In a 1972 poll of sixty-seven AI and computer science experts, respondents were roughly divided between expecting human-level intelligence in 20 years, in 50 years and in more than 50 years. They were also roughly divided between considering a ‘takeover’ by AI a negligible and a substantial risk – with ‘overwhelming risk’ far less popular.
Details
Methods
Donald Michie reported on the poll in Machines and the Theory of Intelligence (pdf download). The participants were sixty-seven British and American computer scientists working in or close to machine intelligence. The paper does not say much more about the methodology used.
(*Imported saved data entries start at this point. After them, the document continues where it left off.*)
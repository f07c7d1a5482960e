//! # chattyd - Event Distribution and Search Core for a Threaded Discussion Board
//!
//! chattyd is the part of a chatty-style board backend that has real concurrency
//! and memory-bound concerns: the in-process event log with long-poll fan-out,
//! and the incremental search index that follows it.
//!
//! ## Features
//!
//! - **Ordered Events**: Ids issued in call order; each event is fully handled before the next.
//! - **Long-Poll Fan-out**: Waiters resolve exactly once, with the next event or after a timeout.
//! - **Bounded History**: The event log prunes with hysteresis and flags stale client bookmarks.
//! - **Incremental Search**: Stem, author, parent-author and category indexes kept current from the event stream.
//! - **Bounded Index**: Eviction rebuilds a fresh snapshot from the newest posts and swaps it in.
//! - **Async Design**: Built on Tokio; producers never block on subscribers.
//!
//! ## Quick Start
//!
//! ```rust,no_run
//! use std::sync::Arc;
//! use chattyd::config::Config;
//! use chattyd::dispatch::Dispatcher;
//! use chattyd::search::{SearchIndex, SearchQuery};
//! use chattyd::store::MemoryPostStore;
//!
//! #[tokio::main]
//! async fn main() -> anyhow::Result<()> {
//!     let config = Config::load("chattyd.toml").await?;
//!
//!     let dispatcher = Dispatcher::new(config.dispatcher.clone())?;
//!     let store = MemoryPostStore::new(dispatcher.clone());
//!     let index = Arc::new(SearchIndex::new(config.search.clone())?);
//!     index.start(&store)?;
//!     dispatcher.subscribe(index.clone());
//!     dispatcher.start()?;
//!
//!     store.post_comment("alice", 0, "hello world")?;
//!     let events = dispatcher.wait_for_event(0).await?;
//!     let hits = index.search(&SearchQuery::terms("hello"));
//!     println!("{} events, {} hits", events.len(), hits.len());
//!     Ok(())
//! }
//! ```
//!
//! ## Module Organization
//!
//! - [`dispatch`] - Event log, long-poll waiters and subscriber fan-out
//! - [`search`] - Inverted indexes, stemming and queries
//! - [`store`] - Post store contract and the in-memory store
//! - [`event`] - Event and post data model
//! - [`config`] - Configuration loading and validation
//! - [`errors`] - Error taxonomy and client error codes
//! - [`metrics`] - Process-wide counters
//!
//! ## Architecture
//!
//! ```text
//! ┌─────────────────┐
//! │  Post Store     │ ← post_comment / set_post_category
//! └─────────────────┘
//!          │ send_event
//! ┌─────────────────┐
//! │  Dispatcher     │ ← log + waiters, one worker task
//! └─────────────────┘
//!          │ on_event (in id order)
//! ┌─────────────────┐
//! │  Search Index   │ ← snapshot swapped on eviction
//! └─────────────────┘
//! ```

pub mod config;
pub mod dispatch;
pub mod errors;
pub mod event;
pub mod logutil;
pub mod metrics;
pub mod search;
pub mod store;

pub use errors::{ChattyError, Result};
//! Process-wide counters for the dispatcher and the search index.
//! Read with [`snapshot`]; the `start` command logs them periodically.
use std::sync::atomic::{AtomicU64, Ordering};

static EVENTS_SENT: AtomicU64 = AtomicU64::new(0);
static EVENTS_PROCESSED: AtomicU64 = AtomicU64::new(0);
static EVENTS_PRUNED: AtomicU64 = AtomicU64::new(0);
static SUBSCRIBER_FAILURES: AtomicU64 = AtomicU64::new(0);
static WAITERS_REGISTERED: AtomicU64 = AtomicU64::new(0);
static WAITERS_FULFILLED: AtomicU64 = AtomicU64::new(0);
static WAITERS_EXPIRED: AtomicU64 = AtomicU64::new(0);
static SEARCHES: AtomicU64 = AtomicU64::new(0);
static REINDEXES: AtomicU64 = AtomicU64::new(0);
static POSTS_SKIPPED: AtomicU64 = AtomicU64::new(0);

pub fn inc_events_sent() {
    EVENTS_SENT.fetch_add(1, Ordering::Relaxed);
}
pub fn inc_events_processed() {
    EVENTS_PROCESSED.fetch_add(1, Ordering::Relaxed);
}
pub fn add_events_pruned(n: usize) {
    EVENTS_PRUNED.fetch_add(n as u64, Ordering::Relaxed);
}
pub fn inc_subscriber_failures() {
    SUBSCRIBER_FAILURES.fetch_add(1, Ordering::Relaxed);
}
pub fn inc_waiters_registered() {
    WAITERS_REGISTERED.fetch_add(1, Ordering::Relaxed);
}
pub fn add_waiters_fulfilled(n: usize) {
    WAITERS_FULFILLED.fetch_add(n as u64, Ordering::Relaxed);
}
pub fn add_waiters_expired(n: usize) {
    WAITERS_EXPIRED.fetch_add(n as u64, Ordering::Relaxed);
}
pub fn inc_searches() {
    SEARCHES.fetch_add(1, Ordering::Relaxed);
}
pub fn inc_reindexes() {
    REINDEXES.fetch_add(1, Ordering::Relaxed);
}
pub fn inc_posts_skipped() {
    POSTS_SKIPPED.fetch_add(1, Ordering::Relaxed);
}

#[derive(Debug, Default, Clone, PartialEq, Eq)]
pub struct Snapshot {
    pub events_sent: u64,
    pub events_processed: u64,
    pub events_pruned: u64,
    pub subscriber_failures: u64,
    pub waiters_registered: u64,
    pub waiters_fulfilled: u64,
    pub waiters_expired: u64,
    pub searches: u64,
    pub reindexes: u64,
    pub posts_skipped: u64,
}

impl Snapshot {
    /// Waiters registered but not yet answered by an event or a timeout.
    pub fn waiters_outstanding(&self) -> u64 {
        self.waiters_registered
            .saturating_sub(self.waiters_fulfilled + self.waiters_expired)
    }
}

pub fn snapshot() -> Snapshot {
    Snapshot {
        events_sent: EVENTS_SENT.load(Ordering::Relaxed),
        events_processed: EVENTS_PROCESSED.load(Ordering::Relaxed),
        events_pruned: EVENTS_PRUNED.load(Ordering::Relaxed),
        subscriber_failures: SUBSCRIBER_FAILURES.load(Ordering::Relaxed),
        waiters_registered: WAITERS_REGISTERED.load(Ordering::Relaxed),
        waiters_fulfilled: WAITERS_FULFILLED.load(Ordering::Relaxed),
        waiters_expired: WAITERS_EXPIRED.load(Ordering::Relaxed),
        searches: SEARCHES.load(Ordering::Relaxed),
        reindexes: REINDEXES.load(Ordering::Relaxed),
        posts_skipped: POSTS_SKIPPED.load(Ordering::Relaxed),
    }
}

#[cfg(test)]
mod tests {
    use super::*;

    // Counters are shared with every other test in the process, so only check deltas.
    #[test]
    fn counters_only_move_forward() {
        let before = snapshot();
        inc_searches();
        inc_reindexes();
        add_waiters_expired(2);
        let after = snapshot();
        assert!(after.searches >= before.searches + 1);
        assert!(after.reindexes >= before.reindexes + 1);
        assert!(after.waiters_expired >= before.waiters_expired + 2);
    }

    #[test]
    fn outstanding_never_underflows() {
        let snap = Snapshot {
            waiters_registered: 1,
            waiters_fulfilled: 3,
            ..Default::default()
        };
        assert_eq!(snap.waiters_outstanding(), 0);
    }
}
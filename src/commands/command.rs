//! Command types

use chrono::Utc;
use serde::{Deserialize, Serialize};

/// Instruction a device can be asked to carry out
#[derive(Debug, Clone, Copy, PartialEq, Eq, Hash, Serialize, Deserialize)]
#[serde(rename_all = "SCREAMING_SNAKE_CASE")]
pub enum CommandKind {
    /// Lock the device screen
    Lock,
    /// Unlock the device screen
    Unlock,
    /// Start pushing the camera feed to the relay
    CameraStart,
    /// Stop pushing the camera feed
    CameraStop,
}

impl CommandKind {
    pub fn as_str(self) -> &'static str {
        match self {
            CommandKind::Lock => "LOCK",
            CommandKind::Unlock => "UNLOCK",
            CommandKind::CameraStart => "CAMERA_START",
            CommandKind::CameraStop => "CAMERA_STOP",
        }
    }
}

impl std::fmt::Display for CommandKind {
    fn fmt(&self, f: &mut std::fmt::Formatter<'_>) -> std::fmt::Result {
        f.write_str(self.as_str())
    }
}

/// A queued command awaiting the device's next poll
#[derive(Debug, Clone, Copy, PartialEq, Eq, Serialize, Deserialize)]
pub struct PendingCommand {
    pub kind: CommandKind,
    /// Enqueue time in milliseconds since the Unix epoch
    pub timestamp: i64,
}

impl PendingCommand {
    /// Create a command stamped with the current time
    pub fn new(kind: CommandKind) -> Self {
        Self {
            kind,
            timestamp: Utc::now().timestamp_millis(),
        }
    }
}
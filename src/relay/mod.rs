//! Live camera relay
//!
//! The relay associates at most one producer (a device pushing its camera
//! feed) with each device identifier, and any number of viewers. Frames flow
//! from the producer to every viewer of the same device; presence events
//! (`stream_online` / `stream_offline`) tell viewers when a producer comes
//! and goes. Nothing flows from viewers back to the producer.
//!
//! # Architecture
//!
//! ```text
//!                          Arc<StreamRelay>
//!                   ┌──────────────────────────────┐
//!                   │ producers: HashMap<DeviceId, │
//!                   │   ProducerSession>           │
//!                   │ viewers:   HashMap<DeviceId, │
//!                   │   ViewerSet { ViewerHandle }>│
//!                   └──────────────┬───────────────┘
//!                                  │
//!         ┌────────────────────────┼────────────────────────┐
//!         │                        │                        │
//!         ▼                        ▼                        ▼
//!    [Producer]               [Viewer]                 [Viewer]
//!    socket.recv()            subscription.recv()      subscription.recv()
//!         │                        │                        │
//!         └──► relay.publish_frame() ──► fan_out() ───► WebSocket
//! ```
//!
//! # Delivery
//!
//! Each viewer has its own queue with a limit on pending frames. A frame
//! offered to a viewer that already has `viewer_buffer` frames waiting is
//! dropped for that viewer only. Presence events bypass the limit, so a slow
//! viewer never misses `stream_online` or `stream_offline`. A viewer whose
//! connection has closed is skipped. Events reach each viewer in the order
//! the relay produced them. Frame payloads are reference-counted, so fan-out
//! never copies the frame bytes.

pub mod config;
pub mod entry;
pub mod error;
pub mod event;
pub mod store;

pub use config::{ProducerPolicy, RelayConfig};
pub use entry::{Delivery, ProducerLease, StreamStatus, Subscription};
pub use error::RelayError;
pub use event::{FramePayload, RelayEvent};
pub use store::StreamRelay;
It is unclear whether Michie ran the poll.
Findings
Michie presents Figure 4 below, and Firschein and Coles present the table in Figure 2, which appears to be the same data. Michie’s interesting findings include:
- ‘Most considered that attainment of the goals of machine intelligence would cause human intellectual and cultural processes to be enhanced rather than to atrophy.’
- ‘Of those replying to a question on the risk of ultimate ‘takeover’ of human affairs by intelligent machines, about half regarded it as ‘negligible’, and most of the remainder as ‘substantial’ with a few voting for ‘overwhelming’.’
- Almost all participants predicted human level computing systems would not emerge for over twenty years. They were roughly divided between 20, 50, and more. See figure 4 below (from p512).
1 Trackback / Pingback
Comments are closed.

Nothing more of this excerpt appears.